Помню, как-то на перевозе через Волхов на пароме подошел к нашей коляске жуткий длинноволосый верзила, роста нечеловеческого, в подряснике, в опорках на босу ногу и с клобуком на голове… Подошел вплотную и рявкнул:
— Лев Толстов что сказал? А? Подайте, барышня, бывшему гвардейскому офицеру.
Я наивно удивилась… Лев Толстой… отец Сергий…
— Боже мой, неужели вы гвардейский офицер?
— Э-эх, барышня! Жизнь моя настоящий роман. Так и сказал — «роман», с ударением на «о».
Но тут обернулся кучер:
— Пошел, пошел, куда лезешь!
И гвардейский офицер энергично плюнул и покорно отошел в сторону.
Вот такого «спиридона-поворота», обыщи весь СССР, наверное, не найдешь.
Но вот есть еще один тип прошлого, тоже, наверное, невозвратимо исчезнувший. В новом укладе русской жизни ему, должно быть, уже делать нечего. Это тип очень мирный и назывался он — летним репетитором. Нанимали такого репетитора на лето, готовить помещичьих мальчишек к осенним переэкзаменовкам.
Вспомнился мне этот тип случайно и совершенно неожиданно.
Был исключительно жаркий день.
Чудесная санатория, где мы проводили лето, к счастью нашему, была окружена великолепным парком… Деревья огромные, «широкошумные», совсем русские, помещичьи. Слушаешь их тихий шелест, смотришь на далекие вершины, утонувшие в синем глубоком небе, и вспоминается не недавнее, парижское, суетливое, заботное, а тихая прошлая жизнь. И это в каких-нибудь пятнадцати минутах езды от Парижа такая «широкошумность», и ширина, и простор, и покой, и такие русские настроения.
Вот сижу у окна — вид из окошка прямо на салат и морковку. Дальше — пламенные настурции, еще дальше — последние томные розы. А за ними, за решеткой ограды, глубокими зелеными пластами, от бледно-хризолитного до черно-изумрудного, чуть зыбится стена леса. Где-то близко клохчет курица…
В какой же это я губернии? Новгородской? Или еще дальше по дороге времени — в Волынской?
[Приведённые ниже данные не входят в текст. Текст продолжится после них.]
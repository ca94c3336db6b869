use std::sync::Arc;

use axum::{
    extract::{Path, State},
    http::StatusCode,
    response::{IntoResponse, Response},
    routing::{get, post, put},
    Router,
};
use chrono::Local;
use serde::Deserialize;
use serde_json::json;
use tracing::error;

use crate::evaluation::{FundSettings, SiteInputs};

use super::domain::{SiteId, SiteSubmission, SiteView};
use super::repository::{FundSettingsStore, RepositoryError, SiteRepository};
use super::service::{SitePipelineService, SiteServiceError};

/// Ad-hoc evaluation request; omitting `fund` uses the active fund settings.
#[derive(Debug, Deserialize)]
pub struct EvaluationRequest {
    #[serde(default)]
    pub inputs: SiteInputs,
    #[serde(default)]
    pub fund: Option<FundSettings>,
}

/// Router builder exposing the site pipeline and evaluation endpoints.
pub fn site_router<R, F>(service: Arc<SitePipelineService<R, F>>) -> Router
where
    R: SiteRepository + 'static,
    F: FundSettingsStore + 'static,
{
    Router::new()
        .route("/api/v1/evaluations", post(evaluate_handler::<R, F>))
        .route(
            "/api/v1/sites",
            post(create_handler::<R, F>).get(list_handler::<R, F>),
        )
        .route("/api/v1/sites/:site_id", get(site_handler::<R, F>))
        .route(
            "/api/v1/sites/:site_id/inputs",
            put(update_inputs_handler::<R, F>),
        )
        .route(
            "/api/v1/sites/:site_id/advance",
            post(advance_handler::<R, F>),
        )
        .route(
            "/api/v1/sites/:site_id/evaluation",
            get(site_evaluation_handler::<R, F>),
        )
        .route(
            "/api/v1/fund-settings",
            get(fund_settings_handler::<R, F>).put(replace_fund_settings_handler::<R, F>),
        )
        .with_state(service)
}

pub(crate) async fn evaluate_handler<R, F>(
    State(service): State<Arc<SitePipelineService<R, F>>>,
    axum::Json(request): axum::Json<EvaluationRequest>,
) -> Response
where
    R: SiteRepository + 'static,
    F: FundSettingsStore + 'static,
{
    match service.evaluate_inputs(&request.inputs, request.fund) {
        Ok(result) => (StatusCode::OK, axum::Json(result)).into_response(),
        Err(err) => error_response(err),
    }
}

pub(crate) async fn create_handler<R, F>(
    State(service): State<Arc<SitePipelineService<R, F>>>,
    axum::Json(submission): axum::Json<SiteSubmission>,
) -> Response
where
    R: SiteRepository + 'static,
    F: FundSettingsStore + 'static,
{
    match service.create(submission, Local::now().date_naive()) {
        Ok(record) => (StatusCode::CREATED, axum::Json(record.view())).into_response(),
        Err(err) => error_response(err),
    }
}

pub(crate) async fn list_handler<R, F>(
    State(service): State<Arc<SitePipelineService<R, F>>>,
) -> Response
where
    R: SiteRepository + 'static,
    F: FundSettingsStore + 'static,
{
    match service.list() {
        Ok(records) => {
            let views: Vec<SiteView> = records.iter().map(|record| record.view()).collect();
            (StatusCode::OK, axum::Json(views)).into_response()
        }
        Err(err) => error_response(err),
    }
}

pub(crate) async fn site_handler<R, F>(
    State(service): State<Arc<SitePipelineService<R, F>>>,
    Path(site_id): Path<String>,
) -> Response
where
    R: SiteRepository + 'static,
    F: FundSettingsStore + 'static,
{
    match service.get(&SiteId(site_id)) {
        Ok(record) => (StatusCode::OK, axum::Json(record.view())).into_response(),
        Err(err) => error_response(err),
    }
}

pub(crate) async fn update_inputs_handler<R, F>(
    State(service): State<Arc<SitePipelineService<R, F>>>,
    Path(site_id): Path<String>,
    axum::Json(bag): axum::Json<serde_json::Value>,
) -> Response
where
    R: SiteRepository + 'static,
    F: FundSettingsStore + 'static,
{
    if !bag.is_object() {
        let payload = json!({ "error": "site inputs must be a JSON object" });
        return (StatusCode::UNPROCESSABLE_ENTITY, axum::Json(payload)).into_response();
    }

    let inputs = SiteInputs::from_attribute_bag(bag);
    match service.update_inputs(&SiteId(site_id), inputs, Local::now().date_naive()) {
        Ok(record) => (StatusCode::OK, axum::Json(record.view())).into_response(),
        Err(err) => error_response(err),
    }
}

pub(crate) async fn advance_handler<R, F>(
    State(service): State<Arc<SitePipelineService<R, F>>>,
    Path(site_id): Path<String>,
) -> Response
where
    R: SiteRepository + 'static,
    F: FundSettingsStore + 'static,
{
    match service.advance(&SiteId(site_id), Local::now().date_naive()) {
        Ok(record) => (StatusCode::OK, axum::Json(record.view())).into_response(),
        Err(err) => error_response(err),
    }
}

pub(crate) async fn site_evaluation_handler<R, F>(
    State(service): State<Arc<SitePipelineService<R, F>>>,
    Path(site_id): Path<String>,
) -> Response
where
    R: SiteRepository + 'static,
    F: FundSettingsStore + 'static,
{
    match service.evaluate_site(&SiteId(site_id)) {
        Ok(evaluation) => (StatusCode::OK, axum::Json(evaluation)).into_response(),
        Err(err) => error_response(err),
    }
}

pub(crate) async fn fund_settings_handler<R, F>(
    State(service): State<Arc<SitePipelineService<R, F>>>,
) -> Response
where
    R: SiteRepository + 'static,
    F: FundSettingsStore + 'static,
{
    match service.fund_settings() {
        Ok(settings) => (StatusCode::OK, axum::Json(settings)).into_response(),
        Err(err) => error_response(err),
    }
}

pub(crate) async fn replace_fund_settings_handler<R, F>(
    State(service): State<Arc<SitePipelineService<R, F>>>,
    axum::Json(settings): axum::Json<FundSettings>,
) -> Response
where
    R: SiteRepository + 'static,
    F: FundSettingsStore + 'static,
{
    match service.replace_fund_settings(settings) {
        Ok(settings) => (StatusCode::OK, axum::Json(settings)).into_response(),
        Err(err) => error_response(err),
    }
}

fn error_response(err: SiteServiceError) -> Response {
    let status = match &err {
        SiteServiceError::MissingName | SiteServiceError::FundSettings(_) => {
            StatusCode::UNPROCESSABLE_ENTITY
        }
        SiteServiceError::StageClosed(_) => StatusCode::CONFLICT,
        SiteServiceError::Repository(RepositoryError::NotFound) => StatusCode::NOT_FOUND,
        SiteServiceError::Repository(RepositoryError::Conflict) => StatusCode::CONFLICT,
        SiteServiceError::Repository(RepositoryError::Unavailable(_)) => {
            error!(error = %err, "site storage unavailable");
            StatusCode::INTERNAL_SERVER_ERROR
        }
    };

    let payload = json!({ "error": err.to_string() });
    (status, axum::Json(payload)).into_response()
}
Не надо только смотреть налево, где чересчур уж по-французски блестят лакированными листьями роскошные кусты магнолий. Не надо туда смотреть, и тогда, может быть, услышишь далекий-далекий голос из далеких стран, из далеких годов. Он кричит звонко:
— Надя! Лентя-айка!! Иди на рояле игра-ать!
— Не хочу-у-у!
Ну, нет. Теперь не поймают за косу, не потащут дудить экзерсисы и гаммы. Пространство и время унесли меня, спрятали: кричите, зовите — не откликнусь.
Вспоминаются «тени прошлого». Старые няньки, кучера, повара, ключницы. Зыбко, туманно. И вдруг вынырнула толстая веселая рожа.
— Дядя Полкаша!
Рожа улыбнулась, обернулась из «тени прошлого» живым человеком и сказала лениво, по-рязански растягивая слова:
— Вот как экзамен сдам, пойду пешком к Тихвинской. К чудотворной.
Мне 14 лег. Я у тетки в имении. Кузинам — Леле, Кате и Лиде — приблизительно столько же. Есть еще два кузена: оболтус Гриша и ябедник Вася.
Дядя Полкаша — студент-первокурсник, нанятый на лето репетитором. Как его по-настоящему звали, я даже не помню, потому что прозвище «Полкаша» он получил в первый же день своего появления в нашем доме.
Толстый, добродушный, мягкий, у него даже подпалины какие-то над бровями были, вроде как у нашего цепного Полкана. И улыбался он распяленным ртом, совсем как собака на солнце.